It went up to a stifling 11°C yesterday (52°F), so I took the opportunity to insulate our hives for winter and staple on some mouse-proofing mesh. This is as simple as it gets.
|Hard insulation installed over winter-positioned inner covers (minus the top covers.)|
The inner covers are in the winter position (with the convex side up, a.k.a. the flat side, which is misleading because both sides are flat, but basically you know it’s the winter position because it gives the bees more head space than when the “flat” side is down; anyway…). A piece of hard insulation is installed flat against the top of the inner cover. It covers the hole in the inner cover and you don’t have to make a tunnel for the bees through the insulation or anything because the bees have no problem getting outside through the upper entrance notch in the inner cover. Some beekeepers put duct tape over the inner cover hole so the bees can’t eat away at the insulation, but I didn’t use duct tape last winter and the bees didn’t get hungry for the insulation once. And that’s all there is to it. (See Making Insulated Inner Hive Covers for more info.) Just put the top covers on once the bees get out of the way, and you’re done.

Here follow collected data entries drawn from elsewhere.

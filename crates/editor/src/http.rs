//! [`SlideStore`] over the carousel REST API, using [`reqwest`].

use carousel_core::slide::{NewSlide, Slide};
use carousel_core::types::DbId;
use reqwest::StatusCode;
use serde::Deserialize;
use serde_json::json;

use crate::config::EditorConfig;
use crate::store::{SlideChanges, SlideStore, StoreError};

/// The part of `GET /projects/{id}` the editor needs.
#[derive(Debug, Deserialize)]
struct ProjectSnapshot {
    slides: Vec<Slide>,
}

pub struct HttpSlideStore {
    client: reqwest::Client,
    config: EditorConfig,
}

impl HttpSlideStore {
    pub fn new(config: EditorConfig) -> Self {
        Self::with_client(reqwest::Client::new(), config)
    }

    /// Reuse an existing [`reqwest::Client`] (shared connection pool).
    pub fn with_client(client: reqwest::Client, config: EditorConfig) -> Self {
        Self { client, config }
    }

    fn url(&self, path: &str) -> String {
        format!("{}{path}", self.config.api_url)
    }

    fn request(&self, method: reqwest::Method, path: &str) -> reqwest::RequestBuilder {
        self.client
            .request(method, self.url(path))
            .bearer_auth(&self.config.access_token)
    }

    // ---- private helpers ----

    /// Map 404/409 onto their store errors and any other failure onto
    /// [`StoreError::Api`].
    async fn ensure_success(response: reqwest::Response) -> Result<reqwest::Response, StoreError> {
        let status = response.status();
        if status.is_success() {
            return Ok(response);
        }
        match status {
            StatusCode::NOT_FOUND => Err(StoreError::NotFound),
            StatusCode::CONFLICT => Err(StoreError::Stale),
            _ => {
                let body = response
                    .text()
                    .await
                    .unwrap_or_else(|_| "<unreadable body>".to_string());
                Err(StoreError::Api {
                    status: status.as_u16(),
                    body,
                })
            }
        }
    }
}

impl SlideStore for HttpSlideStore {
    async fn fetch_slides(&self, project_id: DbId) -> Result<Vec<Slide>, StoreError> {
        let response = self
            .request(reqwest::Method::GET, &format!("/projects/{project_id}"))
            .send()
            .await?;
        let snapshot: ProjectSnapshot = Self::ensure_success(response).await?.json().await?;
        Ok(snapshot.slides)
    }

    async fn create_slide(&self, slide: &NewSlide) -> Result<Slide, StoreError> {
        let body = json!({
            "slide_number": slide.slide_number,
            "content": slide.content,
            "title": slide.title,
            "tone": slide.tone,
        });
        let response = self
            .request(
                reqwest::Method::POST,
                &format!("/projects/{}/slides", slide.project_id),
            )
            .json(&body)
            .send()
            .await?;
        match Self::ensure_success(response).await {
            Ok(response) => Ok(response.json().await?),
            // On create a conflict means the project is full, not a stale save.
            Err(StoreError::Stale) => Err(StoreError::Api {
                status: StatusCode::CONFLICT.as_u16(),
                body: "slide limit reached".to_string(),
            }),
            Err(e) => Err(e),
        }
    }

    async fn update_slide(&self, slide_id: DbId, changes: &SlideChanges) -> Result<(), StoreError> {
        // The API treats an empty tone as "clear" and an absent one as "keep".
        let body = json!({
            "content": changes.content,
            "tone": changes.tone.as_deref().unwrap_or(""),
            "revision": changes.revision,
        });
        let response = self
            .request(reqwest::Method::PUT, &format!("/slides/{slide_id}"))
            .json(&body)
            .send()
            .await?;
        Self::ensure_success(response).await?;
        Ok(())
    }

    async fn delete_slide(&self, slide_id: DbId) -> Result<(), StoreError> {
        let response = self
            .request(reqwest::Method::DELETE, &format!("/slides/{slide_id}"))
            .send()
            .await?;
        match Self::ensure_success(response).await {
            Ok(_) | Err(StoreError::NotFound) => Ok(()),
            Err(e) => Err(e),
        }
    }
}
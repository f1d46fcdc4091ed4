use std::sync::Arc;

use crate::config::ServerConfig;

/// Shared application state available to all Axum handlers via `State<AppState>`.
///
/// This is cheaply cloneable (inner data is behind `Arc` or is already `Clone`).
#[derive(Clone)]
pub struct AppState {
    /// Database connection pool.
    pub pool: carousel_db::DbPool,
    /// Server configuration (JWT settings are read by the auth extractor).
    pub config: Arc<ServerConfig>,
}
//! Character-offset helpers.
//!
//! Lengths, carets and selections are all measured in Unicode scalar values
//! so that a caret never lands inside a multi-byte character.

/// Number of characters in `text`. This is the value stored as `char_count`.
pub fn char_count(text: &str) -> usize {
    text.chars().count()
}

/// Convert a character offset into a byte offset.
///
/// The offset equal to the character count maps to `text.len()`. Returns
/// `None` past the end.
pub fn byte_offset(text: &str, char_offset: usize) -> Option<usize> {
    text.char_indices()
        .map(|(i, _)| i)
        .chain(std::iter::once(text.len()))
        .nth(char_offset)
}
//! Inline markup applied at a caret-defined selection.
//!
//! Each command splices the buffer at the selection and reports where the
//! caret should land afterwards. An empty selection inserts a ready-to-type
//! template (empty delimiter pair or placeholder) instead of wrapping text.

use serde::{Deserialize, Serialize};

use crate::error::CoreError;
use crate::text::{byte_offset, char_count};

// ---------------------------------------------------------------------------
// Constants
// ---------------------------------------------------------------------------

/// Delimiter placed on each side of bold text.
pub const BOLD_DELIMITER: &str = "**";

/// Delimiter placed on each side of italic text.
pub const ITALIC_DELIMITER: &str = "*";

/// Inserted after `#` when a hashtag is requested with nothing selected.
pub const HASHTAG_PLACEHOLDER: &str = "hashtag";

/// Inserted after `@` when a mention is requested with nothing selected.
pub const MENTION_PLACEHOLDER: &str = "username";

// ---------------------------------------------------------------------------
// Types
// ---------------------------------------------------------------------------

/// Half-open character range `[start, end)` within a buffer.
#[derive(Debug, Clone, Copy, PartialEq, Eq, Serialize, Deserialize)]
pub struct Selection {
    pub start: usize,
    pub end: usize,
}

impl Selection {
    pub fn new(start: usize, end: usize) -> Self {
        Self { start, end }
    }

    /// A collapsed selection (plain caret) at `position`.
    pub fn caret(position: usize) -> Self {
        Self {
            start: position,
            end: position,
        }
    }

    pub fn is_empty(&self) -> bool {
        self.start == self.end
    }
}

/// A formatting command issued from the editor toolbar.
#[derive(Debug, Clone, PartialEq, Eq)]
pub enum FormatCommand {
    Bold,
    Italic,
    Hashtag,
    Mention,
    /// Replace the selection with arbitrary text (emoji picker, paste).
    Insert(String),
    /// Any command name the formatter does not know. Always a no-op.
    Unknown(String),
}

impl FormatCommand {
    /// Resolve a command by its toolbar name.
    ///
    /// `payload` is only read for `insert`; a missing payload inserts nothing.
    pub fn from_name(name: &str, payload: Option<String>) -> Self {
        match name {
            "bold" => FormatCommand::Bold,
            "italic" => FormatCommand::Italic,
            "hashtag" => FormatCommand::Hashtag,
            "mention" => FormatCommand::Mention,
            "insert" => FormatCommand::Insert(payload.unwrap_or_default()),
            other => FormatCommand::Unknown(other.to_string()),
        }
    }
}

/// Result of a formatting operation.
#[derive(Debug, Clone, PartialEq, Eq, Serialize)]
pub struct Formatted {
    pub text: String,
    /// Caret position in characters within `text`.
    pub caret: usize,
}

// ---------------------------------------------------------------------------
// Formatting
// ---------------------------------------------------------------------------

/// Apply `command` to `text` at `selection`.
///
/// Returns `Ok(None)` for unknown commands: the buffer and caret stay as they
/// are and no save should be triggered. A reversed or out-of-bounds selection
/// is a validation error.
pub fn apply_format(
    text: &str,
    selection: Selection,
    command: &FormatCommand,
) -> Result<Option<Formatted>, CoreError> {
    let (start_byte, end_byte) = resolve_selection(text, selection)?;
    let selected = &text[start_byte..end_byte];

    let insertion = match command {
        FormatCommand::Bold => wrap(selected, BOLD_DELIMITER),
        FormatCommand::Italic => wrap(selected, ITALIC_DELIMITER),
        FormatCommand::Hashtag => prefix(selected, '#', HASHTAG_PLACEHOLDER),
        FormatCommand::Mention => prefix(selected, '@', MENTION_PLACEHOLDER),
        FormatCommand::Insert(inserted) => Insertion {
            caret: char_count(inserted),
            text: inserted.clone(),
        },
        FormatCommand::Unknown(_) => return Ok(None),
    };

    let mut result =
        String::with_capacity(text.len() - selected.len() + insertion.text.len());
    result.push_str(&text[..start_byte]);
    result.push_str(&insertion.text);
    result.push_str(&text[end_byte..]);

    Ok(Some(Formatted {
        text: result,
        caret: selection.start + insertion.caret,
    }))
}

/// Text to splice in, with the caret offset relative to its start.
struct Insertion {
    text: String,
    caret: usize,
}

fn wrap(selected: &str, delimiter: &str) -> Insertion {
    if selected.is_empty() {
        Insertion {
            text: delimiter.repeat(2),
            caret: char_count(delimiter),
        }
    } else {
        let text = format!("{delimiter}{selected}{delimiter}");
        Insertion {
            caret: char_count(&text),
            text,
        }
    }
}

fn prefix(selected: &str, marker: char, placeholder: &str) -> Insertion {
    let body = if selected.is_empty() {
        placeholder
    } else {
        selected
    };
    let text = format!("{marker}{body}");
    Insertion {
        caret: char_count(&text),
        text,
    }
}

/// Map a character selection onto byte offsets, rejecting invalid ranges.
fn resolve_selection(text: &str, selection: Selection) -> Result<(usize, usize), CoreError> {
    if selection.start > selection.end {
        return Err(CoreError::Validation(format!(
            "Selection start {} is after end {}",
            selection.start, selection.end
        )));
    }
    let out_of_bounds = || {
        CoreError::Validation(format!(
            "Selection {}..{} is outside a buffer of {} characters",
            selection.start,
            selection.end,
            char_count(text)
        ))
    };
    let start = byte_offset(text, selection.start).ok_or_else(out_of_bounds)?;
    let end = byte_offset(text, selection.end).ok_or_else(out_of_bounds)?;
    Ok((start, end))
}
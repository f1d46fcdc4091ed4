//! Repository for the `templates` catalog.

use carousel_core::types::DbId;
use sqlx::PgPool;

use crate::models::template::Template;

const COLUMNS: &str =
    "id, name, description, background_color, text_color, font_family, created_at, updated_at";

pub struct TemplateRepo;

impl TemplateRepo {
    pub async fn list(pool: &PgPool) -> Result<Vec<Template>, sqlx::Error> {
        let query = format!("SELECT {COLUMNS} FROM templates ORDER BY name");
        sqlx::query_as::<_, Template>(&query).fetch_all(pool).await
    }

    pub async fn find_by_id(pool: &PgPool, id: DbId) -> Result<Option<Template>, sqlx::Error> {
        let query = format!("SELECT {COLUMNS} FROM templates WHERE id = $1");
        sqlx::query_as::<_, Template>(&query)
            .bind(id)
            .fetch_optional(pool)
            .await
    }
}
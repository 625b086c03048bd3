use super::knn::KNN;
use crate::error::{DataError, Result};
use crate::utility::{LabelMap, Partition};
use log::info;
use ndarray::ArrayView1;

/// Fraction of positions where `y_pred` equals `y_true`
///
/// # Errors
///
/// - `DataError::InputValidationError` if the arrays are empty or differ in length
pub fn accuracy(y_true: ArrayView1<i64>, y_pred: ArrayView1<i64>) -> Result<f64> {
    if y_true.len() != y_pred.len() {
        return Err(DataError::InputValidationError(format!(
            "y_true and y_pred must have the same length, got {} and {}",
            y_true.len(),
            y_pred.len()
        )));
    }
    if y_true.is_empty() {
        return Err(DataError::InputValidationError(
            "cannot compute accuracy of zero predictions".to_string(),
        ));
    }

    let correct = y_true
        .iter()
        .zip(y_pred.iter())
        .filter(|(a, b)| a == b)
        .count();
    Ok(correct as f64 / y_true.len() as f64)
}

/// Scores a train/test partition with a k-nearest-neighbors classifier
///
/// Every column other than `label_column` is used as a numeric feature. The label
/// column may hold either the original strings or codes from `label_map`.
///
/// # Returns
///
/// * `f64` - Test-set accuracy in [0, 1]
///
/// # Errors
///
/// - `DataError::SchemaMismatch` if the label column is absent or a feature column is not numeric
/// - `DataError::KeyNotFound` if a label is outside `label_map`
/// - `DataError::InputValidationError` if `k` is invalid or the test set is empty
pub fn evaluate_split(
    partition: &Partition,
    label_column: &str,
    label_map: &LabelMap,
    k: usize,
) -> Result<f64> {
    let features: Vec<&str> = partition
        .train
        .column_names()
        .iter()
        .map(String::as_str)
        .filter(|name| *name != label_column)
        .collect();

    let x_train = partition.train.feature_matrix(&features)?;
    let y_train = label_map.codes_of(&partition.train, label_column)?;
    let x_test = partition.test.feature_matrix(&features)?;
    let y_test = label_map.codes_of(&partition.test, label_column)?;

    let mut knn = KNN::new(k);
    let y_pred = knn.fit_predict(x_train.view(), y_train.view(), x_test.view())?;
    let score = accuracy(y_test.view(), y_pred.view())?;

    info!(
        "KNN (k = {}) accuracy on {} test rows: {:.2}%",
        k,
        y_test.len(),
        score * 100.0
    );
    Ok(score)
}
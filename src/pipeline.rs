use crate::dataset::iris::{ID_COLUMN, LABEL_COLUMN};
use crate::dataset::{Table, read_csv, write_csv};
use crate::error::{DataError, Result};
use crate::machine_learning::evaluate_split;
use crate::utility::{DEFAULT_TEST_SIZE, LabelMap, Partition, train_test_split_many};
use log::info;
use serde::{Deserialize, Serialize};
use std::fs;
use std::path::{Path, PathBuf};

/// Destination files of one train/test pair
#[derive(Debug, Clone, PartialEq, Serialize, Deserialize)]
pub struct OutputPaths {
    pub train: PathBuf,
    pub test: PathBuf,
}

impl OutputPaths {
    pub fn new<P: Into<PathBuf>, Q: Into<PathBuf>>(train: P, test: Q) -> Self {
        OutputPaths {
            train: train.into(),
            test: test.into(),
        }
    }
}

/// Settings of a split run
///
/// The defaults reproduce the plain Iris preparation step: read `Datasets/iris.csv`,
/// drop `Id`, split 80/20 with seed 0 and write `Datasets/train.csv` and
/// `Datasets/test.csv`. Fields missing from a JSON file take these defaults.
#[derive(Debug, Clone, PartialEq, Serialize, Deserialize)]
#[serde(default)]
pub struct SplitConfig {
    pub input: PathBuf,
    pub drop_column: String,
    pub label_column: String,
    /// Labels in code order; `None` uses the Iris species map
    pub labels: Option<Vec<String>>,
    pub test_size: f64,
    pub random_state: Option<u64>,
    pub shuffle: bool,
    pub output: OutputPaths,
    /// Second train/test pair with the label column replaced by its codes
    pub encoded_output: Option<OutputPaths>,
    /// When set, the written split is scored with a k-NN classifier using this many neighbors
    pub knn_neighbors: Option<usize>,
}

impl Default for SplitConfig {
    fn default() -> Self {
        SplitConfig {
            input: PathBuf::from("Datasets/iris.csv"),
            drop_column: ID_COLUMN.to_string(),
            label_column: LABEL_COLUMN.to_string(),
            labels: None,
            test_size: DEFAULT_TEST_SIZE,
            random_state: Some(0),
            shuffle: true,
            output: OutputPaths::new("Datasets/train.csv", "Datasets/test.csv"),
            encoded_output: None,
            knn_neighbors: None,
        }
    }
}

impl SplitConfig {
    /// The default settings plus the label-encoded train/test pair
    pub fn with_encoded_labels() -> Self {
        SplitConfig {
            encoded_output: Some(OutputPaths::new(
                "Datasets/train_encoded.csv",
                "Datasets/test_encoded.csv",
            )),
            ..SplitConfig::default()
        }
    }

    /// Loads settings from a JSON file
    ///
    /// # Errors
    ///
    /// - `DataError::FileNotFound` if the file does not exist
    /// - `DataError::Json` if the file is not a valid configuration
    pub fn from_json_file<P: AsRef<Path>>(path: P) -> Result<Self> {
        let path = path.as_ref();
        let text = fs::read_to_string(path).map_err(|e| match e.kind() {
            std::io::ErrorKind::NotFound => DataError::FileNotFound(path.to_path_buf()),
            _ => DataError::Io(e),
        })?;
        Ok(serde_json::from_str(&text)?)
    }

    /// The label map named by `labels`, or the Iris map
    pub fn label_map(&self) -> Result<LabelMap> {
        match &self.labels {
            Some(labels) => LabelMap::new(labels),
            None => Ok(LabelMap::iris()),
        }
    }
}

/// Outcome of [`run`]
#[derive(Debug, Clone, PartialEq)]
pub struct SplitReport {
    pub train_rows: usize,
    pub test_rows: usize,
    /// Every file written, in write order
    pub written: Vec<PathBuf>,
    /// k-NN test accuracy when `knn_neighbors` was set
    pub accuracy: Option<f64>,
}

/// Runs the whole preparation: load, drop the identifier, optionally encode the
/// labels, split with one shared permutation and write every partition
///
/// # Errors
///
/// Any [`DataError`] from the individual steps; the run stops at the first one
/// and files already written are left in place.
pub fn run(config: &SplitConfig) -> Result<SplitReport> {
    let mut table = read_csv(&config.input)?;
    info!(
        "Loaded {} rows x {} columns from {}",
        table.n_rows(),
        table.n_cols(),
        config.input.display()
    );

    table.drop_column(&config.drop_column)?;
    info!("Dropped column '{}'", config.drop_column);
    table.require_column(&config.label_column)?;

    let encoded = match config.encoded_output {
        Some(_) => {
            let label_map = config.label_map()?;
            let encoded = label_map.encode_table(&table, &config.label_column)?;
            info!(
                "Encoded '{}' with {} labels",
                config.label_column,
                label_map.len()
            );
            Some(encoded)
        }
        None => None,
    };

    let mut tables: Vec<&Table> = vec![&table];
    if let Some(encoded) = &encoded {
        tables.push(encoded);
    }
    let partitions = train_test_split_many(
        &tables,
        Some(config.test_size),
        config.random_state,
        config.shuffle,
    )?;

    let mut written = Vec::new();
    let mut outputs = vec![&config.output];
    if let Some(paths) = &config.encoded_output {
        outputs.push(paths);
    }
    for (partition, paths) in partitions.iter().zip(outputs) {
        write_partition(partition, paths)?;
        written.push(paths.train.clone());
        written.push(paths.test.clone());
    }

    let plain = &partitions[0];
    let accuracy = match config.knn_neighbors {
        Some(k) => {
            let label_map = config.label_map()?;
            Some(evaluate_split(plain, &config.label_column, &label_map, k)?)
        }
        None => None,
    };

    Ok(SplitReport {
        train_rows: plain.train.n_rows(),
        test_rows: plain.test.n_rows(),
        written,
        accuracy,
    })
}

/// Writes both tables of a partition, creating parent directories as needed
pub fn write_partition(partition: &Partition, paths: &OutputPaths) -> Result<()> {
    for (table, path) in [(&partition.train, &paths.train), (&partition.test, &paths.test)] {
        if let Some(parent) = path.parent().filter(|p| !p.as_os_str().is_empty()) {
            fs::create_dir_all(parent)?;
        }
        write_csv(table, path)?;
        info!("Wrote {} rows to {}", table.n_rows(), path.display());
    }
    Ok(())
}
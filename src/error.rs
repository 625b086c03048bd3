use std::path::PathBuf;

use thiserror::Error;

/// Error types that can occur while loading, transforming, splitting or writing a dataset
///
/// # Variants
///
/// - `FileNotFound` - the input file does not exist
/// - `ParseError` - the input is not well-formed CSV (ragged rows, bad UTF-8, missing header)
/// - `SchemaMismatch` - an expected column is absent, duplicated, or has the wrong type or length
/// - `KeyNotFound` - a categorical value is outside the label map
/// - `InputValidationError` - a parameter does not meet the expected range (e.g. `test_size`, `k`)
/// - `Io` - any other file system error while reading or writing
/// - `Json` - the configuration file could not be deserialized
#[derive(Debug, Error)]
pub enum DataError {
    #[error("File not found: {}", .0.display())]
    FileNotFound(PathBuf),
    #[error("Parse error: {0}")]
    ParseError(String),
    #[error("Schema mismatch: {0}")]
    SchemaMismatch(String),
    #[error("Key not found: '{0}' is not in the label map")]
    KeyNotFound(String),
    #[error("Input validation error: {0}")]
    InputValidationError(String),
    #[error("IO error: {0}")]
    Io(#[from] std::io::Error),
    #[error("JSON error: {0}")]
    Json(#[from] serde_json::Error),
}

impl From<csv::Error> for DataError {
    fn from(err: csv::Error) -> Self {
        match err.into_kind() {
            csv::ErrorKind::Io(e) => DataError::Io(e),
            csv::ErrorKind::UnequalLengths {
                pos,
                expected_len,
                len,
            } => {
                let line = pos.map(|p| p.line()).unwrap_or_default();
                DataError::ParseError(format!(
                    "record on line {} has {} fields, expected {}",
                    line, len, expected_len
                ))
            }
            csv::ErrorKind::Utf8 { pos, err } => {
                let line = pos.map(|p| p.line()).unwrap_or_default();
                DataError::ParseError(format!("invalid UTF-8 on line {}: {}", line, err))
            }
            other => DataError::ParseError(format!("{:?}", other)),
        }
    }
}

/// Shorthand for results carrying a [`DataError`]
pub type Result<T> = std::result::Result<T, DataError>;
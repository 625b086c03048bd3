//! # datasplit
//!
//! Reproducible preparation of small tabular datasets such as Iris: load a CSV file,
//! drop the identifier column, optionally encode the categorical label as integer codes,
//! split the rows into train and test sets with a seeded shuffle and write each set
//! back to CSV.
//!
//! # Example
//! ```rust
//! use datasplit::prelude::*;
//!
//! let mut table = load_iris_owned();
//! table.drop_column("Id").unwrap();
//!
//! let encoded = LabelMap::iris().encode_table(&table, "Species").unwrap();
//! let parts = train_test_split_many(&[&table, &encoded], Some(0.2), Some(0), true).unwrap();
//!
//! assert_eq!(parts[0].train.n_rows(), 120);
//! assert_eq!(parts[1].test.n_rows(), 30);
//! ```

/// Module `error` defines [`DataError`], the error type returned by every fallible
/// operation of the crate
pub mod error;

/// Module `dataset` provides the in-memory table model, CSV reading and writing,
/// and the embedded Iris dataset.
///
/// # Core Types
/// - `Table` - named, equal-length, ndarray-backed columns
/// - `Column` - an integer, float or text column
/// - `Record` / `Value` - one row and one cell, used for inspection and writing
///
/// # Example
/// ```rust
/// use datasplit::dataset::{read_csv_from_reader, ColumnType};
///
/// let table = read_csv_from_reader("Id,Width,Species\n1,0.2,a\n2,1.5,b\n".as_bytes()).unwrap();
/// assert_eq!(table.column("Id").unwrap().dtype(), ColumnType::Integer);
/// assert_eq!(table.column("Width").unwrap().dtype(), ColumnType::Float);
/// assert_eq!(table.column("Species").unwrap().dtype(), ColumnType::Text);
/// ```
pub mod dataset;

/// Module `utility` contains the preprocessing steps: label encoding with a fixed
/// label map and seeded train/test splitting
pub mod utility;

/// Module `machine_learning` provides a k-nearest-neighbors classifier and accuracy
/// scoring, used to check that a produced split is usable for training
pub mod machine_learning;

/// Module `pipeline` runs the configured load, drop, encode, split and write sequence
pub mod pipeline;

/// A convenience module that re-exports the most commonly used types and functions
pub mod prelude;

pub use error::DataError;
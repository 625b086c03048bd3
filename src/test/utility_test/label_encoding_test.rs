use super::*;

#[test]
fn test_iris_codes() {
    let map = LabelMap::iris();

    assert_eq!(map.len(), 3);
    assert_eq!(map.encode("Iris-setosa").unwrap(), 0);
    assert_eq!(map.encode("Iris-versicolor").unwrap(), 1);
    assert_eq!(map.encode("Iris-virginica").unwrap(), 2);
}

#[test]
fn test_round_trip_all_species() {
    let map = LabelMap::iris();
    for name in IRIS_SPECIES {
        assert_eq!(map.decode(map.encode(name).unwrap()).unwrap(), name);
    }
}

#[test]
fn test_unknown_label_is_key_not_found() {
    let map = LabelMap::iris();

    match map.encode("Iris-unknown") {
        Err(DataError::KeyNotFound(label)) => assert_eq!(label, "Iris-unknown"),
        other => panic!("expected KeyNotFound, got {:?}", other),
    }
    assert!(matches!(map.decode(3), Err(DataError::KeyNotFound(_))));
    assert!(matches!(map.decode(-1), Err(DataError::KeyNotFound(_))));
}

#[test]
fn test_new_assigns_codes_by_position() {
    let map = LabelMap::new(&["cat", "dog", "bird"]).unwrap();

    assert_eq!(map.encode("bird").unwrap(), 2);
    assert_eq!(map.labels(), &["cat", "dog", "bird"]);
}

#[test]
fn test_new_validation() {
    let empty: [&str; 0] = [];
    assert!(matches!(
        LabelMap::new(&empty),
        Err(DataError::InputValidationError(_))
    ));
    assert!(matches!(
        LabelMap::new(&["a", "a"]),
        Err(DataError::InputValidationError(_))
    ));
}

#[test]
fn test_encode_and_decode_column() {
    let map = LabelMap::iris();
    let labels = Column::Text(array![
        "Iris-virginica".to_string(),
        "Iris-setosa".to_string(),
        "Iris-versicolor".to_string()
    ]);

    let codes = map.encode_column(&labels).unwrap();
    assert_eq!(codes, Column::Integer(array![2, 0, 1]));
    assert_eq!(map.decode_column(&codes).unwrap(), labels);

    assert!(matches!(
        map.encode_column(&codes),
        Err(DataError::SchemaMismatch(_))
    ));
    assert!(matches!(
        map.decode_column(&labels),
        Err(DataError::SchemaMismatch(_))
    ));
}

#[test]
fn test_encode_table_keeps_original() {
    let mut iris = load_iris_owned();
    iris.drop_column(ID_COLUMN).unwrap();
    let map = LabelMap::iris();

    let encoded = map.encode_table(&iris, LABEL_COLUMN).unwrap();

    assert_eq!(iris.column(LABEL_COLUMN).unwrap().dtype(), ColumnType::Text);
    assert_eq!(encoded.column(LABEL_COLUMN).unwrap().dtype(), ColumnType::Integer);
    assert_eq!(encoded.column_names(), iris.column_names());

    for (plain, coded) in iris.records().zip(encoded.records()) {
        let n = plain.values.len();
        assert_eq!(plain.values[..n - 1], coded.values[..n - 1]);
        match (&plain.values[n - 1], &coded.values[n - 1]) {
            (Value::Text(label), Value::Integer(code)) => {
                assert_eq!(map.encode(label).unwrap(), *code)
            }
            other => panic!("unexpected label cells {:?}", other),
        }
    }
}

#[test]
fn test_encode_table_with_unknown_label() {
    let table = Table::new(
        vec!["Species".to_string()],
        vec![Column::Text(array![
            "Iris-setosa".to_string(),
            "Iris-germanica".to_string()
        ])],
    )
    .unwrap();

    assert!(matches!(
        LabelMap::iris().encode_table(&table, "Species"),
        Err(DataError::KeyNotFound(_))
    ));
    assert!(matches!(
        LabelMap::iris().encode_table(&table, "Label"),
        Err(DataError::SchemaMismatch(_))
    ));
}

#[test]
fn test_codes_of_accepts_text_and_codes() {
    let map = LabelMap::iris();
    let text = Table::new(
        vec!["Species".to_string()],
        vec![Column::Text(array!["Iris-virginica".to_string()])],
    )
    .unwrap();
    let coded = Table::new(vec!["Species".to_string()], vec![Column::Integer(array![2])]).unwrap();
    let out_of_range =
        Table::new(vec!["Species".to_string()], vec![Column::Integer(array![7])]).unwrap();

    assert_eq!(map.codes_of(&text, "Species").unwrap(), array![2]);
    assert_eq!(map.codes_of(&coded, "Species").unwrap(), array![2]);
    assert!(matches!(
        map.codes_of(&out_of_range, "Species"),
        Err(DataError::KeyNotFound(_))
    ));
}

The only problem with this method of insulation is that it doesn’t leave much space under the inner cover for feeding the bees candy cakes or pollen patties in late winter. To make that extra space, all you have to do is install a two or three inch rim (or an eke) under the inner cover. That’s what I plan to do. There are more than a few ways to insulate the hives for winter (moisture quilts, etc.) — and more importantly, to prevent condensation from building up inside the hives. This is just one of them. Along with wrapping the hives, it worked perfectly for us last winter. There are also plenty ways to feed the bees over winter (candy boards, etc.), but I can only talk from my own experience. Okay, then, let’s take a closer look at what I did yesterday…
This is the kind of thing I saw when I removed the inner covers from the hives.
I suspect the bees are still congregating in the top box because the top box is where their food has been coming from for the past month. That is, until today. I removed the remaining honey jar feeders and frames of honey from on top of the inner covers just before I did all this. I didn’t pull out any frames to see how much honey the bees had because I could see from looking down through the frames that they were full of capped honey and pollen. I don’t know how well you can see it, but here’s a downward shot of a frame full of honey:
I could see with a flash light that all the frames in the top boxes of all the hives were like this. That’s good enough for me. I left the bottom boxes alone. I installed insulated inner covers over the first two hives, and that looks like this (minus the top cover):
The insulated inner covers work exactly like the piece of insulation over the inner cover, except they’re a big pain in the neck to build. I built two of them last year before I realized how much easier it is to put a piece of insulation over the inner cover. I won’t bother building any more of them, but I can still make use of the two that we have.
That’s half-inch wide mouse-proofing mesh stapled across the bottom entrance of a hive. I added some to another hive too. All four of our hives have it installed now. I cut a big enough piece so I could bend the mesh into the entrance, but I couldn’t make it fit easily into the inch-high entrance, so stapling will have to suffice. (I’ve heard from other beekeepers online who say stapling the mesh works fine.) I’m not sure I’d go for the wide open entrance like this if my bees weren’t protected from the wind, but I think they’ll be alright in our backyard. I’m using the mesh instead of the dead easy mouse-proof entrance reducers because I want to ensure the hives are well ventilated over the winter.
Ventilation is the name of the game here. All these measures aren’t meant to keep the bees toasty and warm. It’s about keeping them dry, preventing cold water (condensation) from dripping down on the bees and killing them. The insulation over the inner cover keeps the top of the hive warm enough to prevent condensation from building up inside the hive. The top entrance notch, or ventilation hole, in the inner cover allows what condensation there is to escape easily to the outdoors where it can’t hurt the bees. The mesh down below keeps the mice out and provides another exit for the killer condensation. The mesh also makes it easier for the bees to haul out the bodies of their many fallen comrades that die over the winter.
We also prop up the back end of our hives so that even if condensation builds up over the inner covers, most of it will pool downhill and drip down the front inside wall of the hive and not on the bees (if you can visualize that.) It’s a simple precautionary measure that doesn’t do any harm. (The hives are tilted down to the front all year round anyway.) Condensation can still collect on the sides of the hives, but a little winter wrap should solve that problem.